Stored items:

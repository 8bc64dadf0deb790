use std::path::PathBuf;
use thiserror::Error;

#[derive(Debug, Error)]
pub enum LockfileError {
    #[error("reading lock file {path}: {source}")]
    Read { path: PathBuf, source: std::io::Error },

    #[error("writing lock file {path}: {source}")]
    Write { path: PathBuf, source: std::io::Error },

    #[error("parsing lock file {path}: {source}")]
    Parse { path: PathBuf, source: serde_json::Error },

    #[error("serialising lock file: {0}")]
    Serialize(#[from] serde_json::Error),
}

pub type Result<T> = std::result::Result<T, LockfileError>;
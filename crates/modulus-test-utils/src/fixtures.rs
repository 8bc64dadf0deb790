//! Pre-built test fixtures: manifest JSON (spec §6 "Manifest format") and
//! remote-feed index JSON (the wire format `RemoteFeedProvider` consumes).

use serde_json::{json, Value};

/// Collection of pre-built test fixtures.
#[derive(Debug)]
pub struct Fixtures;

impl Fixtures {
    /// The smallest manifest `Project::parse` accepts: a name and a single
    /// framework, no dependencies.
    #[must_use]
    pub fn minimal_manifest_json() -> Value {
        json!({
            "name": "Minimal",
            "version": "1.0.0",
            "frameworks": { "net8.0": {} }
        })
    }

    /// A manifest with shared and per-framework dependencies, an entry
    /// point, and a `commands` table exercising the §6 variable grammar.
    #[must_use]
    pub fn manifest_with_dependencies_json() -> Value {
        json!({
            "name": "Acme.Widgets",
            "version": "2.3.0",
            "entryPoint": "Acme.Widgets",
            "commands": {
                "web": "Microsoft.Host --server %env:PORT% app.dll"
            },
            "dependencies": {
                "Acme.Core": "[1.0,2.0)"
            },
            "frameworks": {
                "net8.0": {
                    "dependencies": { "Acme.Net8Extras": "1.5.0" },
                    "frameworkAssemblies": ["System.Net.Http"]
                }
            }
        })
    }

    /// A manifest targeting two frameworks, to exercise per-framework
    /// dependency-set splitting in the lock file.
    #[must_use]
    pub fn multi_framework_manifest_json() -> Value {
        json!({
            "name": "Acme.Multi",
            "version": "1.0.0",
            "dependencies": { "Acme.Shared": "1.0.0" },
            "frameworks": {
                "net8.0": { "dependencies": { "Acme.Net8Only": "1.0.0" } },
                "netstandard2.1": {}
            }
        })
    }

    /// A feed index (`GET <feed>/<name>/index.json`) with a single version
    /// and no dependencies.
    #[must_use]
    pub fn feed_index_json(versions: &[(&str, &str)]) -> Value {
        let entries: Vec<Value> = versions
            .iter()
            .map(|(version, archive)| {
                json!({
                    "version": version,
                    "dependencies": {},
                    "archive": archive,
                })
            })
            .collect();
        json!({ "versions": entries })
    }

    /// A feed index entry carrying dependencies, for resolver-graph tests.
    #[must_use]
    pub fn feed_index_with_deps_json(version: &str, archive: &str, deps: &[(&str, &str)]) -> Value {
        let dependencies: serde_json::Map<String, Value> =
            deps.iter().map(|(name, range)| ((*name).to_string(), json!(range))).collect();
        json!({
            "versions": [{
                "version": version,
                "dependencies": Value::Object(dependencies),
                "archive": archive,
            }]
        })
    }
}

#[cfg(test)]
mod tests {
    use super::*;

    #[test]
    fn minimal_manifest_parses_as_a_project() {
        let json = Fixtures::minimal_manifest_json().to_string();
        let project = modulus_core::Project::parse(&json, std::path::Path::new("/tmp/Minimal/project.json")).unwrap();
        assert_eq!(project.name, "Minimal");
        assert_eq!(project.frameworks().len(), 1);
    }

    #[test]
    fn feed_index_round_trips_version_and_archive() {
        let index = Fixtures::feed_index_json(&[("1.0.0", "https://example/a-1.0.0.zip")]);
        assert_eq!(index["versions"][0]["version"], "1.0.0");
    }
}
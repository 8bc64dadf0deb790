use std::path::PathBuf;
use thiserror::Error;

#[derive(Debug, Error)]
pub enum ConfigError {
    #[error("failed to read config file {path}: {source}")]
    Read {
        path: PathBuf,
        #[source]
        source: std::io::Error,
    },
    #[error("failed to parse config file {path}: {source}")]
    Parse {
        path: PathBuf,
        #[source]
        source: serde_json::Error,
    },
}

pub type Result<T> = std::result::Result<T, ConfigError>;
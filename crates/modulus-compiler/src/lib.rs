//! Source-project compiler (spec §4.7, C9): parses a project's source
//! files, resolves its reference set through the graph walker, compiles a
//! deterministic module record, and registers as the `"source-project"`
//! loader a [`modulus_loader::LoaderContainer`] can dispatch to.

mod compiler;
mod error;
mod project_loader;
mod scan;
mod watch;

pub use compiler::{CompileRequest, CompileTarget, CompiledOutput, Compiler, ResolvedReference, SourceAggregateCompiler};
pub use error::{CompileError, Result};
pub use project_loader::{OutputMode, SourceProjectLoader, LOADER_KEY};
pub use scan::{scan_source_files, ParsedSource};
pub use watch::{FileWatchRegistrar, NotifyWatchRegistrar, NullWatchRegistrar};
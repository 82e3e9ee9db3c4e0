//! Keyword query preparation.
//!
//! User queries are free text. Before they reach a full-text index every
//! operator character is stripped and each remaining word becomes a prefix
//! term, so `"renew passport!"` is searched as `renew* passport*`. Terms are
//! conjunctive. A query with no usable words becomes `""`, which matches
//! nothing.

/// Characters with meaning in full-text query syntax.
const SYNTAX_CHARS: &[char] = &[
    '"', '\'', '*', '(', ')', ':', '^', '-', '+', '!', '&', '|', '<', '>', '{', '}', '[', ']',
    '~', '\\', '/', '@', '.', ',', ';', '?', '=', '#', '%', '$', '`',
];

/// The empty query: matches nothing.
pub const EMPTY_QUERY: &str = "\"\"";

/// Turn free text into a safe prefix query.
pub fn prepare_fts_query(query: &str) -> String {
    let terms: Vec<String> = query
        .split(|c: char| c.is_whitespace() || SYNTAX_CHARS.contains(&c))
        .filter(|w| !w.is_empty())
        .filter(|w| w.chars().any(|c| c.is_alphanumeric()))
        .map(|w| format!("{}*", w.to_lowercase()))
        .collect();

    if terms.is_empty() {
        EMPTY_QUERY.to_string()
    } else {
        terms.join(" ")
    }
}

/// The bare prefixes of a prepared query, in order.
pub fn prefix_terms(prepared: &str) -> Vec<String> {
    if prepared.trim() == EMPTY_QUERY {
        return Vec::new();
    }
    prepared
        .split_whitespace()
        .map(|t| t.trim_end_matches('*').to_string())
        .filter(|t| !t.is_empty())
        .collect()
}
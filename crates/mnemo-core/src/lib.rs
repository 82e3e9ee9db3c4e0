//! # mnemo-core
//!
//! Core types, traits, and abstractions for the mnemo retrieval engine.
//!
//! This crate provides the foundational data structures (documents, search
//! results, ask requests), the collaborator traits every other crate plugs
//! into, and the text pipeline that prepares content for embedding:
//! sanitization, heuristic token counting, and token-bounded chunking.

pub mod chunking;
pub mod defaults;
pub mod error;
pub mod models;
pub mod text;
pub mod tokenizer;
pub mod traits;

// Re-export commonly used types at crate root
pub use chunking::{chunk_text, truncate_for_embedding, ChunkerConfig, TextChunker};
pub use error::{Error, Result};
pub use models::*;
pub use text::sanitize_text;
pub use tokenizer::*;
pub use traits::*;

/// Embedding vector type shared with the pgvector adapters.
pub use pgvector::Vector;
//! Database connection pool management.

use std::time::{Duration, Instant};

use sqlx::postgres::{PgPool, PgPoolOptions};
use tracing::{debug, info, warn};

use mnemo_core::{Error, Result};

/// Default maximum number of connections in the pool.
pub const DEFAULT_MAX_CONNECTIONS: u32 = 10;

/// Default connection acquire timeout in seconds.
pub const DEFAULT_CONNECT_TIMEOUT_SECS: u64 = 30;

/// Default idle timeout in seconds.
pub const DEFAULT_IDLE_TIMEOUT_SECS: u64 = 600;

/// Pool configuration options.
#[derive(Debug, Clone)]
pub struct PoolConfig {
    pub max_connections: u32,
    pub min_connections: u32,
    pub connect_timeout: Duration,
    pub idle_timeout: Duration,
    pub max_lifetime: Option<Duration>,
}

impl Default for PoolConfig {
    fn default() -> Self {
        Self {
            max_connections: DEFAULT_MAX_CONNECTIONS,
            min_connections: 1,
            connect_timeout: Duration::from_secs(DEFAULT_CONNECT_TIMEOUT_SECS),
            idle_timeout: Duration::from_secs(DEFAULT_IDLE_TIMEOUT_SECS),
            max_lifetime: Some(Duration::from_secs(1800)),
        }
    }
}

impl PoolConfig {
    /// Defaults overridden by `DATABASE_MAX_CONNECTIONS` and
    /// `DATABASE_CONNECT_TIMEOUT_SECS`.
    pub fn from_env() -> Self {
        let mut config = Self::default();
        if let Some(n) = env_parse::<u32>("DATABASE_MAX_CONNECTIONS").filter(|&n| n > 0) {
            config.max_connections = n;
            config.min_connections = config.min_connections.min(n);
        }
        if let Some(secs) = env_parse::<u64>("DATABASE_CONNECT_TIMEOUT_SECS").filter(|&s| s > 0) {
            config.connect_timeout = Duration::from_secs(secs);
        }
        config
    }

    pub fn max_connections(mut self, n: u32) -> Self {
        self.max_connections = n;
        self
    }

    pub fn min_connections(mut self, n: u32) -> Self {
        self.min_connections = n;
        self
    }

    pub fn connect_timeout(mut self, timeout: Duration) -> Self {
        self.connect_timeout = timeout;
        self
    }
}

fn env_parse<T: std::str::FromStr>(name: &str) -> Option<T> {
    std::env::var(name).ok().and_then(|v| v.trim().parse().ok())
}

/// Create a PostgreSQL connection pool.
pub async fn create_pool(database_url: &str, config: PoolConfig) -> Result<PgPool> {
    let start = Instant::now();

    info!(
        subsystem = "database",
        component = "pool",
        op = "create",
        max_connections = config.max_connections,
        min_connections = config.min_connections,
        connect_timeout_secs = config.connect_timeout.as_secs(),
        "Creating database connection pool"
    );

    let mut options = PgPoolOptions::new()
        .max_connections(config.max_connections)
        .min_connections(config.min_connections)
        .acquire_timeout(config.connect_timeout)
        .idle_timeout(config.idle_timeout);
    if let Some(max_lifetime) = config.max_lifetime {
        options = options.max_lifetime(max_lifetime);
    }

    let pool = options
        .connect(database_url)
        .await
        .map_err(Error::Database)?;

    info!(
        subsystem = "database",
        component = "pool",
        op = "established",
        pool_size = pool.size(),
        duration_ms = start.elapsed().as_millis() as u64,
        "Database connection pool established"
    );
    Ok(pool)
}

/// Log pool size and warn when no idle connection is left.
pub fn log_pool_metrics(pool: &PgPool) {
    let size = pool.size();
    let idle = pool.num_idle();
    debug!(
        subsystem = "database",
        component = "pool",
        op = "metrics",
        pool_size = size,
        pool_idle = idle,
        "Pool health check"
    );
    if idle == 0 && size > 0 {
        warn!(
            subsystem = "database",
            component = "pool",
            pool_size = size,
            "Connection pool has no idle connections"
        );
    }
}

#[cfg(test)]
mod tests {
    use super::*;

    #[test]
    fn test_pool_config_builder() {
        let config = PoolConfig::default()
            .max_connections(20)
            .min_connections(5)
            .connect_timeout(Duration::from_secs(60));

        assert_eq!(config.max_connections, 20);
        assert_eq!(config.min_connections, 5);
        assert_eq!(config.connect_timeout, Duration::from_secs(60));
    }

    #[test]
    fn test_pool_config_defaults() {
        let config = PoolConfig::default();
        assert_eq!(config.max_connections, DEFAULT_MAX_CONNECTIONS);
        assert_eq!(config.min_connections, 1);
    }
}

Assignment: Lines with the word "ConfigError" in them are the answer; report each one from the data.

Solution for this exercise:
pub enum ConfigError {
pub type Result<T> = std::result::Result<T, ConfigError>;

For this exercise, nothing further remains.